Au XIXe siècle, l’émigration saisonnière des Savoyards était essentiellement liée aux contraintes climatiques de l’hiver. Sitôt les premiers frimas et les chutes de neige, les hommes, adultes mais aussi parfois à peine adolescents, gagnaient les villes pour subvenir aux besoins du foyer. Ils étaient embauchés comme simples ouvriers, cochers, colporteurs, chasseurs dans les beaux hôtels, domestiques, décrotteurs, ramoneurs. Ce dernier emploi était réservé aux enfants, seuls aptes à se couler dans le conduit étroit des cheminées.
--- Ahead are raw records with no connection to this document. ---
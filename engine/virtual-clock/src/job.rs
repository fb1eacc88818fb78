//! Scheduled job records

use std::fmt;
use std::rc::Rc;
use std::time::Duration;

use serde::{Deserialize, Serialize};
use serde_json::Value;

/// Virtual timestamp in milliseconds
pub type Millis = u64;

/// Identifier of a scheduled job, unique for the lifetime of one clock
#[repr(transparent)]
#[derive(Clone, Copy, Debug, Eq, PartialEq, Ord, PartialOrd, Hash, Serialize, Deserialize)]
pub struct TimerId(pub u64);

impl TimerId {
    #[inline]
    pub fn get(self) -> u64 {
        self.0
    }
}

impl From<TimerId> for u64 {
    fn from(id: TimerId) -> Self {
        id.0
    }
}

impl fmt::Display for TimerId {
    fn fmt(&self, f: &mut fmt::Formatter<'_>) -> fmt::Result {
        write!(f, "#{}", self.0)
    }
}

#[repr(u8)]
#[derive(Clone, Copy, Debug, Eq, PartialEq, Hash, Serialize, Deserialize)]
pub enum JobKind {
    Immediate = 0,
    Timeout = 1,
    Interval = 2,
}

impl JobKind {
    /// Tie-break rank among jobs due at the same instant (lower fires first)
    #[inline]
    pub fn rank(self) -> u8 {
        match self {
            JobKind::Immediate => 0,
            JobKind::Timeout | JobKind::Interval => 1,
        }
    }
}

type CallbackFn = dyn Fn(&[Value]) -> anyhow::Result<()>;

/// Work attached to a job
#[derive(Clone)]
pub enum Callback {
    /// Invocable unit of work, called with the job's stored arguments
    Func(Rc<CallbackFn>),
    /// Snippet evaluated by the clock's [`ScriptScope`](crate::script::ScriptScope)
    Source(String),
}

impl Callback {
    pub fn func<F>(f: F) -> Self
    where
        F: Fn(&[Value]) -> anyhow::Result<()> + 'static,
    {
        Callback::Func(Rc::new(f))
    }

    pub fn source(src: impl Into<String>) -> Self {
        Callback::Source(src.into())
    }
}

impl fmt::Debug for Callback {
    fn fmt(&self, f: &mut fmt::Formatter<'_>) -> fmt::Result {
        match self {
            Callback::Func(_) => f.write_str("Callback::Func(..)"),
            Callback::Source(src) => f.debug_tuple("Callback::Source").field(src).finish(),
        }
    }
}

impl From<&str> for Callback {
    fn from(src: &str) -> Self {
        Callback::source(src)
    }
}

impl From<String> for Callback {
    fn from(src: String) -> Self {
        Callback::Source(src)
    }
}

/// Non-negative delay or period in milliseconds.
///
/// Every conversion saturates at zero: negative, NaN and non-numeric inputs
/// all become an immediate delay.
#[derive(Clone, Copy, Debug, Default, Eq, PartialEq, Ord, PartialOrd, Hash)]
pub struct Delay(pub Millis);

impl Delay {
    pub const ZERO: Delay = Delay(0);

    #[inline]
    pub fn as_millis(self) -> Millis {
        self.0
    }
}

impl From<u64> for Delay {
    fn from(ms: u64) -> Self {
        Delay(ms)
    }
}

impl From<u32> for Delay {
    fn from(ms: u32) -> Self {
        Delay(ms as u64)
    }
}

impl From<usize> for Delay {
    fn from(ms: usize) -> Self {
        Delay(ms as u64)
    }
}

impl From<i64> for Delay {
    fn from(ms: i64) -> Self {
        Delay(ms.max(0) as u64)
    }
}

impl From<i32> for Delay {
    fn from(ms: i32) -> Self {
        Delay::from(ms as i64)
    }
}

impl From<f64> for Delay {
    fn from(ms: f64) -> Self {
        if ms.is_finite() && ms > 0.0 {
            Delay(ms as u64)
        } else {
            Delay::ZERO
        }
    }
}

impl From<Duration> for Delay {
    fn from(d: Duration) -> Self {
        Delay(u64::try_from(d.as_millis()).unwrap_or(u64::MAX))
    }
}

impl From<&Value> for Delay {
    fn from(v: &Value) -> Self {
        match v {
            Value::Number(n) => match (n.as_u64(), n.as_i64(), n.as_f64()) {
                (Some(ms), _, _) => Delay(ms),
                (None, Some(ms), _) => Delay::from(ms),
                (None, None, Some(ms)) => Delay::from(ms),
                _ => Delay::ZERO,
            },
            _ => Delay::ZERO,
        }
    }
}

impl From<Value> for Delay {
    fn from(v: Value) -> Self {
        Delay::from(&v)
    }
}

impl<T: Into<Delay>> From<Option<T>> for Delay {
    fn from(v: Option<T>) -> Self {
        v.map(Into::into).unwrap_or_default()
    }
}

/// One scheduled unit of future work
#[derive(Clone, Debug)]
pub struct Job {
    pub id: TimerId,
    pub kind: JobKind,
    pub callback: Callback,
    pub args: Vec<Value>,
    pub call_at: Millis,
    /// Recurrence period, present only for repeating jobs
    pub interval: Option<Millis>,
}

impl Job {
    #[inline]
    pub fn is_recurring(&self) -> bool {
        self.interval.is_some()
    }

    /// Ordering key inside the pending queue
    #[inline]
    pub fn key(&self) -> JobKey {
        JobKey { call_at: self.call_at, rank: self.kind.rank(), id: self.id }
    }
}

/// Firing order: due time, then immediates before timers, then insertion order
#[derive(Clone, Copy, Debug, Eq, PartialEq, Ord, PartialOrd, Hash)]
pub struct JobKey {
    pub call_at: Millis,
    pub rank: u8,
    pub id: TimerId,
}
Ces petits ramoneurs quittaient leur village en octobre et étaient de retour en avril. Ils effectuaient leur périple à pied et en troupes, chargés en plus de transmettre des courriers avant la généralisation des postes. Ils étaient encadrés par un maître ramoneur qui percevait une partie de leur salaire et avait généralement la réputation d’exploiteur.
Les Parisiens blâmaient-ils le triste sort réservé à ces enfants? Non. La culture propre aux Savoyards faite d’une piété quasi mystique et d’un train de vie pour le moins humble ne trouvait pas grâce aux yeux d’une bourgeoisie éprise de mœurs libres et de faste.
Le labeur des petits ramoneurs était sale et risqué. Les garçons étaient souvent atteints de douleurs articulaires et de brûlures. Ils ramonaient 12 à 14 heures par jour, dormaient dans les sacs qui servaient à récolter la suie, à même le sol, sur le pas des portes, dans les granges ou les écuries.
Le ramonage demeurait leur principale activité mais ils devaient également se livrer à la mendicité, ou bien multipliaient les petits travaux comme marmitons, chansonniers, joueurs de vielle ou amuseurs publics. Certains se montraient avec des marmottes. Celles-ci étaient capturées, apprivoisées et dressées à donner un spectacle. Elles voyageaient avec les enfants, compagnes fidèles et source de revenus. Dans les villes, elles étaient exhibées sur les champs de foire au même titre que l’ours et le ouistiti. Le montreur de marmotte faisait danser le rongeur au son de la flûte. Avec leur bonnet et leur ceinture rouges, les petits ramoneurs étaient assimilés à des lutins qui ont inspiré certains grands écrivains. Dont Victor Hugo qui, dans Les Misérables, relate que Jean Valjean doit sa conversion au bien à un petit Savoyard rencontré sur un sentier avec «sa vielle au flanc et sa boîte à marmotte sur le dos».